When I started reading about it, I had many anxious but even more surprised ‘ahaaa-moments.’ Ever since I regularly read about this phase, I recognize myself in many of the symptoms. I slowly began to understand how drastic it can be on women’s lives and also on mine. Perimenopause is a slow hormonal transition and can take up to 10 years before reaching the actual menopause. And, I thought, that moment would be somewhere in my 50s, which it probably will. About this seemingly important pre-menopausal phase, someone somehow forgot to tell me.

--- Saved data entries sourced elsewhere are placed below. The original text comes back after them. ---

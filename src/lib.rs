/*!
 * # bookvox - narrated audiobooks with time-aligned subtitles
 *
 * A Rust library that turns a book into a chaptered M4B audiobook read by a
 * speech service, together with a subtitle track whose cues line up with the
 * finished audio.
 *
 * ## Features
 *
 * - Export EPUB chapters to editable text files (plus the cover image)
 * - Segment book text into chapters, paragraphs and sentences
 * - Concurrent per-sentence synthesis with retries
 * - Silence padding between titles, paragraphs and chapters
 * - Subtitle timeline stitched from per-fragment word boundaries
 * - WebVTT or SRT output
 * - M4B packaging with chapter markers and cover art via ffmpeg
 * - Checkpointed resume of interrupted runs
 *
 * ## Architecture
 *
 * The library is organized in these main modules:
 * - `app_config`: Configuration management
 * - `text_segmenter`: Book text parsing and sentence splitting
 * - `providers`: Speech service clients:
 *   - `providers::http`: Streaming HTTP speech client
 *   - `providers::mock`: Scripted provider for tests
 * - `synthesis`: Per-fragment retries and bounded concurrent batches
 * - `timeline`: Subtitle timeline stitching
 * - `subtitle_processor`: WebVTT / SRT output
 * - `transcoder`: ffmpeg / ffprobe access
 * - `checkpoint`: Resume markers
 * - `narration`: Chapter and paragraph driver
 * - `audiobook`: Chapter metadata and M4B assembly
 * - `epub_export`: EPUB to chapter text files
 * - `file_utils`: File system operations
 * - `app_controller`: Main application controller
 * - `errors`: Custom error types for the application
 */

// Global lints configuration
#![allow(clippy::uninlined_format_args)]
#![allow(clippy::redundant_closure_for_method_calls)]

// Public modules
pub mod app_config;
pub mod app_controller;
pub mod audiobook;
pub mod checkpoint;
pub mod epub_export;
pub mod errors;
pub mod file_utils;
pub mod narration;
pub mod providers;
pub mod subtitle_processor;
pub mod synthesis;
pub mod text_segmenter;
pub mod timeline;
pub mod transcoder;

// Re-export main types for easier usage
pub use app_config::Config;
pub use narration::{NarratedBook, NarrationPipeline};
pub use subtitle_processor::{SubtitleFormat, SubtitleTrack};
pub use text_segmenter::{Book, Chapter};
pub use timeline::{SubtitleCue, TimedSegment, TimelineStitcher, WordEvent, microseconds_to_timestamp, stitch};
pub use errors::{AppError, ProviderError, SegmentError, SynthesisError, TranscodeError};
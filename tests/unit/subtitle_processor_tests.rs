/*!
 * Tests for subtitle output
 */

use anyhow::Result;
use std::str::FromStr;

use bookvox::subtitle_processor::{SubtitleFormat, SubtitleTrack, parse_timestamp};
use bookvox::timeline::SubtitleCue;

use crate::common;

fn sample_cues() -> Vec<SubtitleCue> {
    vec![
        SubtitleCue {
            start_us: 1_600_000,
            end_us: 2_000_000,
            text: "Hello".to_string(),
        },
        SubtitleCue {
            start_us: 0,
            end_us: 400_000,
            text: "One".to_string(),
        },
    ]
}

/// Test WebVTT rendering
#[test]
fn test_display_withVtt_shouldWriteHeaderAndDottedTimestamps() {
    let track = SubtitleTrack::new(sample_cues(), SubtitleFormat::Vtt);

    assert_eq!(
        track.to_string(),
        "WEBVTT\n\n0:00:00.000 --> 0:00:00.400\nOne\n\n0:00:01.600 --> 0:00:02.000\nHello\n\n"
    );
}

/// Test SRT rendering
#[test]
fn test_display_withSrt_shouldNumberCuesAndUseCommas() {
    let track = SubtitleTrack::new(sample_cues(), SubtitleFormat::Srt);

    assert_eq!(
        track.to_string(),
        "1\n00:00:00,000 --> 00:00:00,400\nOne\n\n2\n00:00:01,600 --> 00:00:02,000\nHello\n\n"
    );
}

/// Test that an empty track still writes a valid file
#[test]
fn test_writeToFile_withNoCues_shouldWriteHeaderOnly() -> Result<()> {
    let temp_dir = common::create_temp_dir()?;
    let path = temp_dir.path().join("nested").join("book.vtt");

    let track = SubtitleTrack::new(Vec::new(), SubtitleFormat::Vtt);
    track.write_to_file(&path)?;

    assert!(track.is_empty());
    assert_eq!(std::fs::read_to_string(&path)?, "WEBVTT\n\n");
    Ok(())
}

/// Test timestamp parsing in both dialects
#[test]
fn test_parseTimestamp_shouldAcceptBothDialects() -> Result<()> {
    assert_eq!(parse_timestamp("00:00:01,600")?, 1_600_000);
    assert_eq!(parse_timestamp("1:02:03.456")?, 3_723_456_000);
    assert!(parse_timestamp("00:61:00,000").is_err());
    assert!(parse_timestamp("nonsense").is_err());
    Ok(())
}

/// Test that written timestamps parse back to the cue times
#[test]
fn test_formatTimestamp_thenParse_shouldKeepMilliseconds() -> Result<()> {
    for format in [SubtitleFormat::Vtt, SubtitleFormat::Srt] {
        let text = format.format_timestamp(12_800_000);
        assert_eq!(parse_timestamp(&text)?, 12_800_000);
    }
    Ok(())
}

/// Test format names
#[test]
fn test_subtitleFormat_fromStr_shouldAcceptKnownNames() {
    assert_eq!(SubtitleFormat::from_str("VTT").ok(), Some(SubtitleFormat::Vtt));
    assert_eq!(SubtitleFormat::from_str("webvtt").ok(), Some(SubtitleFormat::Vtt));
    assert_eq!(SubtitleFormat::from_str("srt").ok(), Some(SubtitleFormat::Srt));
    assert!(SubtitleFormat::from_str("ass").is_err());
    assert_eq!(SubtitleFormat::Srt.extension(), "srt");
}
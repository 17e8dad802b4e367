use std::fmt;
use std::fs::File;
use std::io::{BufWriter, Write};
use std::path::Path;
use anyhow::{Result, Context, anyhow};
use log::{debug, warn};
use serde::{Deserialize, Serialize};

use crate::timeline::{SubtitleCue, microseconds_to_timestamp};

// @module: Subtitle serialization for the narrated book

/// Output subtitle dialect
#[derive(Debug, Serialize, Deserialize, Clone, Copy, PartialEq, Eq, Default)]
#[serde(rename_all = "lowercase")]
pub enum SubtitleFormat {
    /// `WEBVTT` header, `H:MM:SS.mmm --> H:MM:SS.mmm` cues
    #[default]
    Vtt,
    /// Numbered cues, `HH:MM:SS,mmm --> HH:MM:SS,mmm`
    Srt,
}

impl SubtitleFormat {
    // @returns: File extension without the dot
    pub fn extension(&self) -> &'static str {
        match self {
            Self::Vtt => "vtt",
            Self::Srt => "srt",
        }
    }

    /// Format a timestamp in microseconds for this dialect
    pub fn format_timestamp(&self, microseconds: u64) -> String {
        match self {
            Self::Vtt => microseconds_to_timestamp(microseconds).replace(',', "."),
            Self::Srt => {
                let ms = microseconds / 1_000;
                let hours = ms / 3_600_000;
                let minutes = (ms % 3_600_000) / 60_000;
                let seconds = (ms % 60_000) / 1_000;
                let millis = ms % 1_000;
                format!("{:02}:{:02}:{:02},{:03}", hours, minutes, seconds, millis)
            }
        }
    }
}

impl fmt::Display for SubtitleFormat {
    fn fmt(&self, f: &mut fmt::Formatter<'_>) -> fmt::Result {
        write!(f, "{}", self.extension())
    }
}

impl std::str::FromStr for SubtitleFormat {
    type Err = anyhow::Error;

    fn from_str(s: &str) -> Result<Self> {
        match s.to_lowercase().as_str() {
            "vtt" | "webvtt" => Ok(Self::Vtt),
            "srt" => Ok(Self::Srt),
            _ => Err(anyhow!("Invalid subtitle format: {}", s)),
        }
    }
}

/// Parse `H:MM:SS,mmm`, `HH:MM:SS,mmm` or `H:MM:SS.mmm` into microseconds
pub fn parse_timestamp(timestamp: &str) -> Result<u64> {
    let parts: Vec<&str> = timestamp.trim().split(&[':', ',', '.'][..]).collect();

    if parts.len() != 4 {
        return Err(anyhow!("Invalid timestamp format: {}", timestamp));
    }

    let hours: u64 = parts[0].parse().context("Failed to parse hours")?;
    let minutes: u64 = parts[1].parse().context("Failed to parse minutes")?;
    let seconds: u64 = parts[2].parse().context("Failed to parse seconds")?;
    let millis: u64 = parts[3].parse().context("Failed to parse milliseconds")?;

    if minutes >= 60 || seconds >= 60 || millis >= 1000 {
        return Err(anyhow!("Invalid time components in timestamp: {}", timestamp));
    }

    Ok((hours * 3_600_000 + minutes * 60_000 + seconds * 1_000 + millis) * 1_000)
}

/// Stitched subtitle track of a whole book
#[derive(Debug, Clone)]
pub struct SubtitleTrack {
    /// Cues in final-audio time
    pub cues: Vec<SubtitleCue>,

    /// Output dialect
    pub format: SubtitleFormat,
}

impl SubtitleTrack {
    /// Create a track, sorting the cues by start time
    pub fn new(mut cues: Vec<SubtitleCue>, format: SubtitleFormat) -> Self {
        cues.sort_by_key(|cue| cue.start_us);
        SubtitleTrack { cues, format }
    }

    pub fn len(&self) -> usize {
        self.cues.len()
    }

    pub fn is_empty(&self) -> bool {
        self.cues.is_empty()
    }

    /// Write the track next to the audiobook
    pub fn write_to_file<P: AsRef<Path>>(&self, path: P) -> Result<()> {
        let path = path.as_ref();

        if let Some(parent) = path.parent() {
            if !parent.as_os_str().is_empty() {
                std::fs::create_dir_all(parent)
                    .with_context(|| format!("Failed to create directory: {}", parent.display()))?;
            }
        }

        if self.cues.is_empty() {
            warn!("Writing an empty subtitle track to {}", path.display());
        }

        let file = File::create(path)
            .with_context(|| format!("Failed to create subtitle file: {}", path.display()))?;
        let mut writer = BufWriter::new(file);
        write!(writer, "{}", self)?;
        writer.flush()?;

        debug!("Wrote {} cues to {}", self.cues.len(), path.display());
        Ok(())
    }
}

impl fmt::Display for SubtitleTrack {
    fn fmt(&self, f: &mut fmt::Formatter) -> fmt::Result {
        if self.format == SubtitleFormat::Vtt {
            writeln!(f, "WEBVTT")?;
            writeln!(f)?;
        }
        for (i, cue) in self.cues.iter().enumerate() {
            if self.format == SubtitleFormat::Srt {
                writeln!(f, "{}", i + 1)?;
            }
            writeln!(
                f,
                "{} --> {}",
                self.format.format_timestamp(cue.start_us),
                self.format.format_timestamp(cue.end_us)
            )?;
            writeln!(f, "{}", cue.text)?;
            writeln!(f)?;
        }
        Ok(())
    }
}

Today I’m sharing an ‘ahaaa-moment’ I had this week listening to a podcast by Taz Bhatia. I think it’s a significant one that I myself, but many women struggle with without really realizing what is happening to their bodies. By now, I have so many women in my life who are struggling with hormonal changes (including myself). Reason enough to share what I hear, see, feel and experience because I’m kind of messing around with my Endometriosis and hormonal changes these days and seek answers.
So I was listening to a Goop Podcast about perimenopause with Doctor Taz while spinning my bike. I don’t know about you, but I am pretty blue when it comes to connecting my changing hormones to my incomprehensible behavior. I am not yet at the point where I fully realize that my body is hormonally changing. I can see and tell the changes on the outside, yet I don’t really connect those with what’s going on on the inside. I still have to get used to the idea that I am in perimenopause. And that I am less or maybe not at all fertile anymore, that one day (hopefully not too long from now), my periods will stop.
But now about the ‘ahaaa moment,’ I had the other day while listening to Doctor Taz. Clearly, perimenopause is the phase all women go through; it’s when our hormones start to shift. Somewhere in our mid-thirties, things begin to shift. The exact age is different for all women; some start earlier, and others are a bit later. The first hormones changes are very subtle. Initially, they won’t be noticeable until we reach our forties, and they start to impact our life, how we feel, and how we see ourselves.
It is possible to be in perimenopause and be fertile at the same time. Something I never realized before, but I was most likely already perimenopausal when I got pregnant with Finn at the age of 39.